A simple example of a surrogate key can be seen on the customers table within bframe.

.. csv-table:: Customers
   :file: /_static/ex_tables/ex_m2_1.csv
   :class: bmodel-table
   :header-rows: 1
 
Why are surrogate keys important?
=================================
Surrogate keys are important because of the need for row identification in a RDBMS. Primary keys, foreign keys, durable keys and the like often use surrogate keys for representation. Without a way to generate them it would be challenging to support the numerous use cases of metadata in a more sophisticated data application.

Are all identifiers surrogate keys?
===================================
No. Often unique identifiers are easier to create artificially, hence why surrogate keys are important and ubiquitous. If a field on a model can naturally be considered unique that can also be used a primary key. This can simplify business logic as well since a row can be identified without prior lookup.

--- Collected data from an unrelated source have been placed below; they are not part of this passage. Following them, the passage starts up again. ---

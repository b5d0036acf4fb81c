//! Anchor-root checks: freshness of the latest accepted state root and the
//! provenance of the registry it was read from.

use warden_interface::{Category, FactModel, Outcome, Rule, RuleId, Severity};

use crate::catalog_id;
use crate::duration::human_duration;

/// Fails when the latest anchor root is older than the policy freshness
/// bound: nothing has been settled for too long.
pub struct AnchorFreshness {
    id: RuleId,
    freshness_bound_secs: u64,
}

impl AnchorFreshness {
    /// Rule id: `anchor-roots.freshness`.
    pub fn new(freshness_bound_secs: u64) -> Self {
        Self {
            id: catalog_id(Category::AnchorRoots, "freshness"),
            freshness_bound_secs,
        }
    }
}

impl Rule for AnchorFreshness {
    fn id(&self) -> &RuleId {
        &self.id
    }

    fn title(&self) -> &str {
        "latest anchor root is fresh"
    }

    fn category(&self) -> Category {
        Category::AnchorRoots
    }

    fn default_severity(&self) -> Severity {
        Severity::High
    }

    fn evaluate(&self, facts: &FactModel) -> Outcome {
        let anchor = match facts.anchor() {
            Some(anchor) => anchor,
            None => return Outcome::not_applicable("anchor facts absent"),
        };
        let age_secs = match facts.observed_at().checked_secs_since(anchor.anchored_at) {
            Some(age_secs) => age_secs,
            None => {
                return Outcome::inconclusive(
                    "anchor timestamp is ahead of the snapshot clock",
                )
            }
        };
        if age_secs <= self.freshness_bound_secs {
            Outcome::Pass
        } else {
            let excess_secs = age_secs - self.freshness_bound_secs;
            Outcome::fail(format!(
                "anchor root exceeds freshness bound by {}",
                human_duration(excess_secs)
            ))
        }
    }
}

/// Fails when the anchor does not name the registry it came from, leaving
/// the root's provenance unverifiable.
pub struct AnchorSourceRegistered {
    id: RuleId,
}

impl AnchorSourceRegistered {
    /// Rule id: `anchor-roots.source-registered`.
    pub fn new() -> Self {
        Self {
            id: catalog_id(Category::AnchorRoots, "source-registered"),
        }
    }
}

impl Default for AnchorSourceRegistered {
    fn default() -> Self {
        Self::new()
    }
}

impl Rule for AnchorSourceRegistered {
    fn id(&self) -> &RuleId {
        &self.id
    }

    fn title(&self) -> &str {
        "anchor root names its source registry"
    }

    fn category(&self) -> Category {
        Category::AnchorRoots
    }

    fn default_severity(&self) -> Severity {
        Severity::Low
    }

    fn evaluate(&self, facts: &FactModel) -> Outcome {
        let anchor = match facts.anchor() {
            Some(anchor) => anchor,
            None => return Outcome::not_applicable("anchor facts absent"),
        };
        if anchor.source_registry.trim().is_empty() {
            Outcome::fail("anchor root does not name a source registry")
        } else {
            Outcome::Pass
        }
    }
}
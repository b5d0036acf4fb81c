//! The fact model: an immutable, versioned snapshot of one rollup
//! deployment's observable configuration.
//!
//! Snapshots are the only input rules ever see. They are constructed through
//! [`FactModelBuilder`], which enforces the structural invariants listed on
//! [`FactModel::builder`], and they carry their own observation time so that
//! "how stale is this?" questions never consult a wall clock.

use std::collections::BTreeMap;

use borsh::{BorshDeserialize, BorshSerialize};
use serde::{Deserialize, Serialize};
use sha2::{Digest, Sha256};

use crate::address::Address;
use crate::errors::MalformedFactError;

/// Version of the fact-model schema produced by this crate. A snapshot
/// records the version it was built with, and the version participates in
/// the snapshot hash.
pub const FACT_SCHEMA_VERSION: u32 = 1;

/// Numeric chain identifier of the rollup a snapshot describes.
///
/// Zero is reserved and rejected at snapshot construction.
#[derive(
    Debug,
    Clone,
    Copy,
    PartialEq,
    Eq,
    PartialOrd,
    Ord,
    Hash,
    Serialize,
    Deserialize,
    BorshDeserialize,
    BorshSerialize,
    schemars::JsonSchema,
)]
#[serde(transparent)]
pub struct ChainId(u64);

impl ChainId {
    /// Wraps a raw chain id.
    pub const fn new(id: u64) -> Self {
        Self(id)
    }

    /// The raw numeric id.
    pub const fn value(&self) -> u64 {
        self.0
    }
}

impl core::fmt::Display for ChainId {
    fn fmt(&self, f: &mut core::fmt::Formatter<'_>) -> core::fmt::Result {
        write!(f, "{}", self.0)
    }
}

/// A Unix timestamp in whole seconds.
#[derive(
    Debug,
    Clone,
    Copy,
    PartialEq,
    Eq,
    PartialOrd,
    Ord,
    Hash,
    Serialize,
    Deserialize,
    BorshDeserialize,
    BorshSerialize,
    schemars::JsonSchema,
)]
#[serde(transparent)]
pub struct Timestamp(u64);

impl Timestamp {
    /// Wraps a Unix time in seconds.
    pub const fn from_secs(secs: u64) -> Self {
        Self(secs)
    }

    /// Seconds since the Unix epoch.
    pub const fn secs(&self) -> u64 {
        self.0
    }

    /// Seconds elapsed between `earlier` and `self`, or `None` when
    /// `earlier` is actually later. Callers that hit `None` are looking at
    /// inconsistent data and should say so rather than truncate.
    pub const fn checked_secs_since(&self, earlier: Timestamp) -> Option<u64> {
        self.0.checked_sub(earlier.0)
    }
}

impl core::fmt::Display for Timestamp {
    fn fmt(&self, f: &mut core::fmt::Formatter<'_>) -> core::fmt::Result {
        write!(f, "{}", self.0)
    }
}

/// How an operator set replaces its members or keys.
#[derive(
    Debug, Clone, Copy, PartialEq, Eq, Serialize, Deserialize, BorshDeserialize, BorshSerialize,
)]
#[serde(rename_all = "snake_case")]
pub enum RotationPolicy {
    /// No rotation policy is declared anywhere observable.
    Unspecified,
    /// Rotation requires a manual operational action.
    Manual,
    /// Rotation happens automatically on a fixed cadence.
    Automatic {
        /// Interval between rotations, in seconds. Must be nonzero.
        interval_secs: u64,
    },
}

/// Observable configuration of an operator set (sequencer or proposer).
#[derive(Debug, Clone, PartialEq, Eq, Serialize, Deserialize, BorshDeserialize, BorshSerialize)]
pub struct OperatorFacts {
    /// Operator addresses in priority order; index zero is the primary.
    pub members: Vec<Address>,
    /// Declared member/key rotation policy.
    pub rotation: RotationPolicy,
    /// When the operator was last observed acting on-chain, if known.
    pub last_active_at: Option<Timestamp>,
}

/// Upgrade mechanics of the deployment's contracts.
#[derive(Debug, Clone, PartialEq, Eq, Serialize, Deserialize, BorshDeserialize, BorshSerialize)]
pub struct UpgradeFacts {
    /// Enforced delay between scheduling an upgrade and executing it, in
    /// seconds. This is the users' exit window.
    pub execution_delay_secs: u64,
    /// Implementation address currently scheduled to activate, if any.
    pub pending_implementation: Option<Address>,
    /// When the pending implementation activates, if scheduled.
    pub scheduled_activation_at: Option<Timestamp>,
}

/// Configuration of the user exit path.
#[derive(Debug, Clone, PartialEq, Eq, Serialize, Deserialize, BorshDeserialize, BorshSerialize)]
pub struct WithdrawalFacts {
    /// Delay imposed on withdrawals, in seconds.
    pub delay_secs: u64,
    /// Liquidity available to honor exits, in wei.
    pub liquidity_wei: u128,
    /// Whether the deployment is currently in emergency mode.
    pub emergency_mode: bool,
}

/// Metadata of the most recently accepted state root.
#[derive(Debug, Clone, PartialEq, Eq, Serialize, Deserialize, BorshDeserialize, BorshSerialize)]
pub struct AnchorFacts {
    /// When the most recent anchor root was accepted.
    pub anchored_at: Timestamp,
    /// Identifier of the registry contract the anchor was read from.
    pub source_registry: String,
}

/// Configuration of the deployment's external data feeds.
#[derive(Debug, Clone, PartialEq, Eq, Serialize, Deserialize, BorshDeserialize, BorshSerialize)]
pub struct OracleFacts {
    /// Primary oracle address.
    pub primary: Address,
    /// Backup oracle address, if one is configured.
    pub backup: Option<Address>,
    /// Maximum tolerated staleness of oracle answers, in seconds. Must be
    /// nonzero.
    pub freshness_bound_secs: u64,
}

/// A typed extension parameter.
///
/// Deployments differ in which knobs they expose; anything without a
/// dedicated fact section travels in the snapshot's parameter map under a
/// documented key.
#[derive(Debug, Clone, PartialEq, Eq, Serialize, Deserialize, BorshDeserialize, BorshSerialize)]
#[serde(rename_all = "snake_case")]
pub enum ParamValue {
    /// Unsigned numeric parameter; units are documented per key.
    Uint(u64),
    /// Boolean feature flag.
    Flag(bool),
    /// Free-form text parameter.
    Text(String),
}

impl ParamValue {
    /// The numeric value, if this parameter is a [`ParamValue::Uint`].
    pub fn as_uint(&self) -> Option<u64> {
        match self {
            ParamValue::Uint(value) => Some(*value),
            _ => None,
        }
    }

    /// The flag value, if this parameter is a [`ParamValue::Flag`].
    pub fn as_flag(&self) -> Option<bool> {
        match self {
            ParamValue::Flag(value) => Some(*value),
            _ => None,
        }
    }

    /// The text value, if this parameter is a [`ParamValue::Text`].
    pub fn as_text(&self) -> Option<&str> {
        match self {
            ParamValue::Text(value) => Some(value),
            _ => None,
        }
    }
}

impl From<u64> for ParamValue {
    fn from(value: u64) -> Self {
        ParamValue::Uint(value)
    }
}

impl From<bool> for ParamValue {
    fn from(value: bool) -> Self {
        ParamValue::Flag(value)
    }
}

impl From<String> for ParamValue {
    fn from(value: String) -> Self {
        ParamValue::Text(value)
    }
}

impl From<&str> for ParamValue {
    fn from(value: &str) -> Self {
        ParamValue::Text(value.to_string())
    }
}

/// SHA-256 digest of a snapshot's canonical borsh encoding.
///
/// Equal fact content yields an equal hash; any observable difference,
/// including the observation time, yields a different one.
#[derive(Clone, Copy, PartialEq, Eq, PartialOrd, Ord, Hash)]
pub struct SnapshotHash([u8; 32]);

impl SnapshotHash {
    /// Wraps a raw digest. Snapshot hashes are normally obtained from
    /// [`FactModel::snapshot_hash`]; this exists for deserialization and
    /// test fixtures.
    pub const fn new(digest: [u8; 32]) -> Self {
        Self(digest)
    }

    /// The raw digest bytes.
    pub const fn as_bytes(&self) -> &[u8; 32] {
        &self.0
    }
}

impl core::fmt::Display for SnapshotHash {
    fn fmt(&self, f: &mut core::fmt::Formatter<'_>) -> core::fmt::Result {
        f.write_str(&hex::encode(self.0))
    }
}

impl core::fmt::Debug for SnapshotHash {
    fn fmt(&self, f: &mut core::fmt::Formatter<'_>) -> core::fmt::Result {
        write!(f, "SnapshotHash({})", hex::encode(self.0))
    }
}

impl serde::Serialize for SnapshotHash {
    fn serialize<S>(&self, serializer: S) -> Result<S::Ok, S::Error>
    where
        S: serde::Serializer,
    {
        if serializer.is_human_readable() {
            serializer.collect_str(self)
        } else {
            serde::Serialize::serialize(&self.0, serializer)
        }
    }
}

impl<'de> serde::Deserialize<'de> for SnapshotHash {
    fn deserialize<D>(deserializer: D) -> Result<Self, D::Error>
    where
        D: serde::Deserializer<'de>,
    {
        if deserializer.is_human_readable() {
            let hex_digest: String = serde::Deserialize::deserialize(deserializer)?;
            let bytes = hex::decode(&hex_digest).map_err(serde::de::Error::custom)?;
            let digest: [u8; 32] = bytes
                .try_into()
                .map_err(|_| serde::de::Error::custom("snapshot hash must be 32 bytes"))?;
            Ok(Self(digest))
        } else {
            let digest = <[u8; 32] as serde::Deserialize>::deserialize(deserializer)?;
            Ok(Self(digest))
        }
    }
}

impl schemars::JsonSchema for SnapshotHash {
    fn schema_name() -> String {
        "SnapshotHash".to_string()
    }

    fn json_schema(gen: &mut schemars::gen::SchemaGenerator) -> schemars::schema::Schema {
        // Serialized as lowercase hex in human-readable formats.
        String::json_schema(gen)
    }
}

/// Identifies the exact snapshot a finding was derived from, so every
/// verdict can be reproduced later.
#[derive(
    Debug, Clone, Copy, PartialEq, Eq, Hash, Serialize, Deserialize, schemars::JsonSchema,
)]
pub struct SnapshotRef {
    /// Chain the snapshot describes.
    pub chain_id: ChainId,
    /// Observation time of the snapshot.
    pub observed_at: Timestamp,
    /// Content hash of the snapshot.
    pub hash: SnapshotHash,
}

/// An immutable, versioned snapshot of one rollup deployment's observable
/// configuration.
///
/// Every fact section is optional: real deployments expose different
/// subsets, and rules report [`crate::Outcome::NotApplicable`] for sections
/// a snapshot does not carry. Fields are private; once built, a snapshot
/// can only be read or copied-with-override, never mutated. Deserialized
/// snapshots pass through the same validation as the builder.
#[derive(Debug, Clone, PartialEq, Eq, Serialize, Deserialize, BorshSerialize)]
#[serde(try_from = "RawFactModel")]
pub struct FactModel {
    schema_version: u32,
    chain_id: ChainId,
    observed_at: Timestamp,
    sequencer: Option<OperatorFacts>,
    proposer: Option<OperatorFacts>,
    upgrades: Option<UpgradeFacts>,
    withdrawals: Option<WithdrawalFacts>,
    anchor: Option<AnchorFacts>,
    oracle: Option<OracleFacts>,
    params: BTreeMap<String, ParamValue>,
}
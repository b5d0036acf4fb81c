//! Execution-layer account addresses as they appear in fact snapshots.

use core::fmt;
use core::str::FromStr;

use borsh::{BorshDeserialize, BorshSerialize};

/// The length in bytes of an execution-layer address.
pub const ADDRESS_LEN: usize = 20;

/// A 20-byte execution-layer account address.
///
/// Displays as `0x`-prefixed lowercase hex and parses the same form (the
/// prefix is optional on input). The all-zero value is representable on
/// purpose: deployments really do leave roles pointing at the zero address,
/// and several rules exist precisely to flag that.
#[derive(Clone, Copy, PartialEq, Eq, PartialOrd, Ord, Hash, BorshDeserialize, BorshSerialize)]
pub struct Address {
    addr: [u8; ADDRESS_LEN],
}

impl Address {
    /// The all-zero address, conventionally used by deployments to mean
    /// "unset".
    pub const ZERO: Address = Address {
        addr: [0; ADDRESS_LEN],
    };

    /// Wraps raw address bytes.
    pub const fn new(addr: [u8; ADDRESS_LEN]) -> Self {
        Self { addr }
    }

    /// Returns `true` for the all-zero placeholder address.
    pub fn is_zero(&self) -> bool {
        self.addr == [0; ADDRESS_LEN]
    }
}

impl AsRef<[u8]> for Address {
    fn as_ref(&self) -> &[u8] {
        &self.addr
    }
}

impl From<[u8; ADDRESS_LEN]> for Address {
    fn from(addr: [u8; ADDRESS_LEN]) -> Self {
        Self { addr }
    }
}

impl<'a> TryFrom<&'a [u8]> for Address {
    type Error = anyhow::Error;

    fn try_from(addr: &'a [u8]) -> Result<Self, Self::Error> {
        if addr.len() != ADDRESS_LEN {
            anyhow::bail!("address must be {} bytes long", ADDRESS_LEN);
        }
        let mut addr_bytes = [0u8; ADDRESS_LEN];
        addr_bytes.copy_from_slice(addr);
        Ok(Self { addr: addr_bytes })
    }
}

impl FromStr for Address {
    type Err = anyhow::Error;

    fn from_str(s: &str) -> Result<Self, Self::Err> {
        let stripped = s.strip_prefix("0x").unwrap_or(s);
        let bytes = hex::decode(stripped)?;
        Self::try_from(bytes.as_slice())
    }
}

impl fmt::Display for Address {
    fn fmt(&self, f: &mut fmt::Formatter<'_>) -> fmt::Result {
        write!(f, "0x{}", hex::encode(self.addr))
    }
}

impl fmt::Debug for Address {
    fn fmt(&self, f: &mut fmt::Formatter<'_>) -> fmt::Result {
        fmt::Display::fmt(self, f)
    }
}

impl serde::Serialize for Address {
    fn serialize<S>(&self, serializer: S) -> Result<S::Ok, S::Error>
    where
        S: serde::Serializer,
    {
        if serializer.is_human_readable() {
            serializer.collect_str(self)
        } else {
            serde::Serialize::serialize(&self.addr, serializer)
        }
    }
}

impl<'de> serde::Deserialize<'de> for Address {
    fn deserialize<D>(deserializer: D) -> Result<Self, D::Error>
    where
        D: serde::Deserializer<'de>,
    {
        if deserializer.is_human_readable() {
            let hex_addr: String = serde::Deserialize::deserialize(deserializer)?;
            Address::from_str(&hex_addr).map_err(serde::de::Error::custom)
        } else {
            let addr = <[u8; ADDRESS_LEN] as serde::Deserialize>::deserialize(deserializer)?;
            Ok(Address { addr })
        }
    }
}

One such example of this is when email is used as a primary key within customer relationship management systems (CRMs).

How to model surrogate keys in bframe?
======================================
bframe has a large need for unique identifiers throughout it's schema. The actual process of generating is based on the underlying system and the operators specific needs. For some systems surrogate keys can be simply created with a ``SEQUENCE``. An incrementing integer can be created through this method and used as a surrogate key within the ``id`` field.

.. code-block:: bash

    CREATE SEQUENCE serial START 101;
    CREATE TABLE customers (id INTEGER, name TEXT);
    INSERT INTO customers (id, name) VALUES (nextval('serial'), 'Johnny bagga donuts');
    SELECT * FROM customers;
    ┌───────┬─────────────────────┐
    │  id   │        name         │
    │ int32 │       varchar       │
    ├───────┼─────────────────────┤
    │   101 │ Johnny bagga donuts │
    └───────┴─────────────────────┘


It is not always desirable to use incrementing integers especially when the identifiers are external facing. In these cases UUIDs can be used instead to create an obfuscated surrogate key.

.. code-block:: bash

    CREATE TABLE customers (id UUID, name TEXT);
    INSERT INTO customers (id, name) VALUES (gen_random_uuid(), 'Johnny bagga donuts');
    SELECT * FROM customers;
    ┌──────────────────────────────────────┬─────────────────────┐
    │                  id                  │        name         │
    │                 uuid                 │       varchar       │
    ├──────────────────────────────────────┼─────────────────────┤
    │ e223a3ed-4449-4a28-92f6-d044351d63af │ Johnny bagga donuts │
    └──────────────────────────────────────┴─────────────────────┘